• The problem: Look through the entries below and return all lines including the word "Duration".
-=-=-=-=-
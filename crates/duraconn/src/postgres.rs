//! PostgreSQL backend driver
//!
//! Speaks to PostgreSQL servers over the `postgres` crate:
//! - Statements run inside an explicitly opened transaction, so commit
//!   and rollback behave the same as on backends with autocommit off
//! - Binds are coerced onto the parameter types the server infers
//!   during prepare
//! - SQLSTATE classes 23505 and 23503 are classified so the lifecycle
//!   layer can raise typed constraint errors

use std::time::Duration;

use ::postgres::error::SqlState;
use ::postgres::types::{ToSql, Type};
use ::postgres::{Client, Config, NoTls};
use chrono::{DateTime, NaiveDate, NaiveDateTime, NaiveTime, Utc};
use rust_decimal::Decimal;

use crate::config::BackendKind;
use crate::driver::{
    ConnectTarget, Driver, DriverConnection, DriverError, DriverResult, ExecOutcome,
};
use crate::types::{Row, Value};

const DEFAULT_PORT: u16 = 5432;

/// Transport establishment deadline. A down host has to fail fast so
/// the durability walk can move to the next candidate.
const CONNECT_TIMEOUT: Duration = Duration::from_secs(10);

/// PostgreSQL backend driver
#[derive(Debug, Clone, Copy, Default)]
pub struct PostgresDriver;

impl PostgresDriver {
    /// Create a new PostgreSQL driver
    pub fn new() -> Self {
        Self
    }
}

impl Driver for PostgresDriver {
    fn kind(&self) -> BackendKind {
        BackendKind::PostgreSql
    }

    fn connect(&self, target: &ConnectTarget) -> DriverResult<Box<dyn DriverConnection>> {
        let (host, port) = split_host_port(&target.host);

        let mut config = Config::new();
        config
            .host(&host)
            .port(port)
            .user(&target.username)
            .password(&target.password)
            .dbname(&target.db)
            .options(&format!("-c client_encoding={}", target.charset))
            .connect_timeout(CONNECT_TIMEOUT);

        // This backend reports authentication failures the same way as
        // refused transports, so every establishment failure advances
        // the host walk.
        let mut client = config
            .connect(NoTls)
            .map_err(|err| DriverError::host_unreachable(err.to_string()))?;

        let backend_pid = fetch_backend_pid(&mut client)?;

        Ok(Box::new(PostgresConnection {
            client,
            backend_pid,
            in_tx: false,
        }))
    }

    fn placeholder(&self, index: usize) -> String {
        format!("${index}")
    }
}

fn fetch_backend_pid(client: &mut Client) -> DriverResult<u64> {
    let row = client
        .query_one("select pg_backend_pid()", &[])
        .map_err(|err| DriverError::other(err.to_string()))?;
    let pid: i32 = row
        .try_get(0)
        .map_err(|err| DriverError::other(err.to_string()))?;
    Ok(u64::from(pid.unsigned_abs()))
}

/// One open PostgreSQL transport
struct PostgresConnection {
    client: Client,
    backend_pid: u64,
    in_tx: bool,
}

impl PostgresConnection {
    /// Open the explicit transaction when no statement has run since
    /// the last commit or rollback.
    fn ensure_tx(&mut self) -> DriverResult<()> {
        if !self.in_tx {
            self.client.batch_execute("begin").map_err(classify_exec)?;
            self.in_tx = true;
        }
        Ok(())
    }
}

impl DriverConnection for PostgresConnection {
    fn execute(
        &mut self,
        sql: &str,
        binds: &[Value],
        expect_rows: bool,
    ) -> DriverResult<ExecOutcome> {
        self.ensure_tx()?;

        let stmt = self.client.prepare(sql).map_err(classify_exec)?;
        if stmt.params().len() != binds.len() {
            return Err(DriverError::execution(format!(
                "statement declares {} parameters but {} were bound",
                stmt.params().len(),
                binds.len()
            )));
        }

        let params: Vec<Box<dyn ToSql + Sync>> = binds
            .iter()
            .zip(stmt.params())
            .map(|(value, ty)| bind_param(value, ty))
            .collect::<DriverResult<_>>()?;
        let param_refs: Vec<&(dyn ToSql + Sync)> = params
            .iter()
            .map(|p| p.as_ref() as &(dyn ToSql + Sync))
            .collect();

        if expect_rows {
            let pg_rows = self
                .client
                .query(&stmt, &param_refs)
                .map_err(classify_exec)?;
            Ok(ExecOutcome {
                rows: pg_rows.iter().map(pg_row_to_row).collect(),
                affected: 0,
                last_insert_id: None,
            })
        } else {
            let affected = self
                .client
                .execute(&stmt, &param_refs)
                .map_err(classify_exec)?;
            Ok(ExecOutcome {
                rows: Vec::new(),
                affected,
                // Generated keys come back through `returning` clauses,
                // not through a session-level counter.
                last_insert_id: None,
            })
        }
    }

    fn ping(&mut self) -> DriverResult<()> {
        self.client
            .simple_query("select 1")
            .map(|_| ())
            .map_err(|err| DriverError::other(err.to_string()))
    }

    fn commit(&mut self) -> DriverResult<()> {
        if !self.in_tx {
            return Ok(());
        }
        self.in_tx = false;
        self.client.batch_execute("commit").map_err(classify_exec)
    }

    fn rollback(&mut self) -> DriverResult<()> {
        if !self.in_tx {
            return Ok(());
        }
        self.in_tx = false;
        self.client.batch_execute("rollback").map_err(classify_exec)
    }

    fn close(&mut self) -> DriverResult<()> {
        // The transport terminates cleanly when dropped.
        Ok(())
    }

    fn connection_id(&self) -> u64 {
        self.backend_pid
    }
}

/// Coerce one bind onto the wire type the server inferred for its
/// placeholder during prepare.
fn bind_param(value: &Value, ty: &Type) -> DriverResult<Box<dyn ToSql + Sync>> {
    let mismatch = || DriverError::execution(format!("cannot bind {value:?} as {ty}"));

    let param: Box<dyn ToSql + Sync> = match *ty {
        Type::BOOL => match value {
            Value::Null => Box::new(Option::<bool>::None),
            other => Box::new(other.as_bool().ok_or_else(mismatch)?),
        },
        Type::INT2 => match value {
            Value::Null => Box::new(Option::<i16>::None),
            other => {
                let n = other.as_i64().ok_or_else(mismatch)?;
                Box::new(i16::try_from(n).map_err(|_| mismatch())?)
            }
        },
        Type::INT4 => match value {
            Value::Null => Box::new(Option::<i32>::None),
            other => {
                let n = other.as_i64().ok_or_else(mismatch)?;
                Box::new(i32::try_from(n).map_err(|_| mismatch())?)
            }
        },
        Type::INT8 => match value {
            Value::Null => Box::new(Option::<i64>::None),
            other => Box::new(other.as_i64().ok_or_else(mismatch)?),
        },
        Type::FLOAT4 => match value {
            Value::Null => Box::new(Option::<f32>::None),
            other => Box::new(other.as_f64().ok_or_else(mismatch)? as f32),
        },
        Type::FLOAT8 => match value {
            Value::Null => Box::new(Option::<f64>::None),
            other => Box::new(other.as_f64().ok_or_else(mismatch)?),
        },
        Type::NUMERIC => match value {
            Value::Null => Box::new(Option::<Decimal>::None),
            other => Box::new(decimal_from_value(other).ok_or_else(mismatch)?),
        },
        Type::BYTEA => match value {
            Value::Null => Box::new(Option::<Vec<u8>>::None),
            Value::Bytes(b) => Box::new(b.clone()),
            Value::Text(s) => Box::new(s.clone().into_bytes()),
            _ => return Err(mismatch()),
        },
        Type::DATE => match value {
            Value::Null => Box::new(Option::<NaiveDate>::None),
            other => {
                let s = other.as_str().ok_or_else(mismatch)?;
                Box::new(NaiveDate::parse_from_str(s, "%Y-%m-%d").map_err(|_| mismatch())?)
            }
        },
        Type::TIME => match value {
            Value::Null => Box::new(Option::<NaiveTime>::None),
            other => {
                let s = other.as_str().ok_or_else(mismatch)?;
                Box::new(NaiveTime::parse_from_str(s, "%H:%M:%S%.f").map_err(|_| mismatch())?)
            }
        },
        Type::TIMESTAMP => match value {
            Value::Null => Box::new(Option::<NaiveDateTime>::None),
            other => {
                let s = other.as_str().ok_or_else(mismatch)?;
                Box::new(
                    NaiveDateTime::parse_from_str(s, "%Y-%m-%d %H:%M:%S%.f")
                        .map_err(|_| mismatch())?,
                )
            }
        },
        Type::TIMESTAMPTZ => match value {
            Value::Null => Box::new(Option::<DateTime<Utc>>::None),
            other => {
                let s = other.as_str().ok_or_else(mismatch)?;
                let utc = DateTime::parse_from_str(s, "%Y-%m-%d %H:%M:%S%.f%#z")
                    .map(|dt| dt.with_timezone(&Utc))
                    .or_else(|_| {
                        // A rendering without an offset is taken as UTC.
                        NaiveDateTime::parse_from_str(s, "%Y-%m-%d %H:%M:%S%.f")
                            .map(|naive| naive.and_utc())
                    })
                    .map_err(|_| mismatch())?;
                Box::new(utc)
            }
        },
        Type::JSON | Type::JSONB => match value {
            Value::Null => Box::new(Option::<serde_json::Value>::None),
            Value::Text(s) => {
                let json: serde_json::Value = serde_json::from_str(s).map_err(|_| mismatch())?;
                Box::new(json)
            }
            _ => return Err(mismatch()),
        },
        _ => match value {
            Value::Null => Box::new(Option::<String>::None),
            Value::Text(s) => Box::new(s.clone()),
            Value::Bool(b) => Box::new(b.to_string()),
            Value::Int(n) => Box::new(n.to_string()),
            Value::UInt(n) => Box::new(n.to_string()),
            Value::Float(n) => Box::new(n.to_string()),
            Value::Bytes(_) => return Err(mismatch()),
        },
    };

    Ok(param)
}

fn decimal_from_value(value: &Value) -> Option<Decimal> {
    match value {
        Value::Int(n) => Some(Decimal::from(*n)),
        Value::UInt(n) => Some(Decimal::from(*n)),
        Value::Float(n) => Decimal::from_f64_retain(*n),
        Value::Text(s) => s.trim().parse().ok(),
        _ => None,
    }
}

/// Convert a result row into the crate row shape
fn pg_row_to_row(row: &::postgres::Row) -> Row {
    let columns: Vec<String> = row.columns().iter().map(|c| c.name().to_string()).collect();

    let values: Vec<Value> = row
        .columns()
        .iter()
        .enumerate()
        .map(|(idx, column)| pg_value_to_value(row, idx, column.type_()))
        .collect();

    Row::new(columns, values)
}

/// Decode one result column into the crate value model. Values that
/// fail to decode come back as NULL rather than failing the whole row.
fn pg_value_to_value(row: &::postgres::Row, idx: usize, ty: &Type) -> Value {
    match *ty {
        Type::BOOL => row
            .try_get::<_, Option<bool>>(idx)
            .ok()
            .flatten()
            .map(Value::Bool)
            .unwrap_or(Value::Null),
        Type::INT2 => row
            .try_get::<_, Option<i16>>(idx)
            .ok()
            .flatten()
            .map(|n| Value::Int(i64::from(n)))
            .unwrap_or(Value::Null),
        Type::INT4 => row
            .try_get::<_, Option<i32>>(idx)
            .ok()
            .flatten()
            .map(|n| Value::Int(i64::from(n)))
            .unwrap_or(Value::Null),
        Type::INT8 => row
            .try_get::<_, Option<i64>>(idx)
            .ok()
            .flatten()
            .map(Value::Int)
            .unwrap_or(Value::Null),
        Type::OID => row
            .try_get::<_, Option<u32>>(idx)
            .ok()
            .flatten()
            .map(|n| Value::UInt(u64::from(n)))
            .unwrap_or(Value::Null),
        Type::FLOAT4 => row
            .try_get::<_, Option<f32>>(idx)
            .ok()
            .flatten()
            .map(|n| Value::Float(f64::from(n)))
            .unwrap_or(Value::Null),
        Type::FLOAT8 => row
            .try_get::<_, Option<f64>>(idx)
            .ok()
            .flatten()
            .map(Value::Float)
            .unwrap_or(Value::Null),
        Type::NUMERIC => row
            .try_get::<_, Option<Decimal>>(idx)
            .ok()
            .flatten()
            .map(|d| Value::Text(d.to_string()))
            .unwrap_or(Value::Null),
        Type::VARCHAR | Type::TEXT | Type::BPCHAR | Type::NAME => row
            .try_get::<_, Option<String>>(idx)
            .ok()
            .flatten()
            .map(Value::Text)
            .unwrap_or(Value::Null),
        Type::BYTEA => row
            .try_get::<_, Option<Vec<u8>>>(idx)
            .ok()
            .flatten()
            .map(Value::Bytes)
            .unwrap_or(Value::Null),
        Type::DATE => row
            .try_get::<_, Option<NaiveDate>>(idx)
            .ok()
            .flatten()
            .map(|d| Value::Text(d.format("%Y-%m-%d").to_string()))
            .unwrap_or(Value::Null),
        Type::TIME => row
            .try_get::<_, Option<NaiveTime>>(idx)
            .ok()
            .flatten()
            .map(|t| Value::Text(t.format("%H:%M:%S%.f").to_string()))
            .unwrap_or(Value::Null),
        Type::TIMESTAMP => row
            .try_get::<_, Option<NaiveDateTime>>(idx)
            .ok()
            .flatten()
            .map(|dt| Value::Text(dt.format("%Y-%m-%d %H:%M:%S%.f").to_string()))
            .unwrap_or(Value::Null),
        Type::TIMESTAMPTZ => row
            .try_get::<_, Option<DateTime<Utc>>>(idx)
            .ok()
            .flatten()
            .map(|dt| Value::Text(dt.format("%Y-%m-%d %H:%M:%S%.f%:z").to_string()))
            .unwrap_or(Value::Null),
        Type::JSON | Type::JSONB => row
            .try_get::<_, Option<serde_json::Value>>(idx)
            .ok()
            .flatten()
            .map(|j| Value::Text(j.to_string()))
            .unwrap_or(Value::Null),
        _ => row
            .try_get::<_, Option<String>>(idx)
            .ok()
            .flatten()
            .map(Value::Text)
            .unwrap_or(Value::Null),
    }
}

/// Translate a statement failure into the driver taxonomy
fn classify_exec(err: ::postgres::Error) -> DriverError {
    let Some(db) = err.as_db_error() else {
        return DriverError::other(err.to_string());
    };

    if *db.code() == SqlState::UNIQUE_VIOLATION {
        DriverError::duplicate_key(db.message())
    } else if *db.code() == SqlState::FOREIGN_KEY_VIOLATION {
        DriverError::foreign_key(db.message())
    } else {
        DriverError::execution(db.message())
    }
}

fn split_host_port(host: &str) -> (String, u16) {
    match host.rsplit_once(':') {
        Some((name, port)) if !name.contains(':') => match port.parse() {
            Ok(port) => (name.to_string(), port),
            Err(_) => (host.to_string(), DEFAULT_PORT),
        },
        _ => (host.to_string(), DEFAULT_PORT),
    }
}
-=-=-=-=-
• Output for this task:
use std::time::Duration;
const CONNECT_TIMEOUT: Duration = Duration::from_secs(10);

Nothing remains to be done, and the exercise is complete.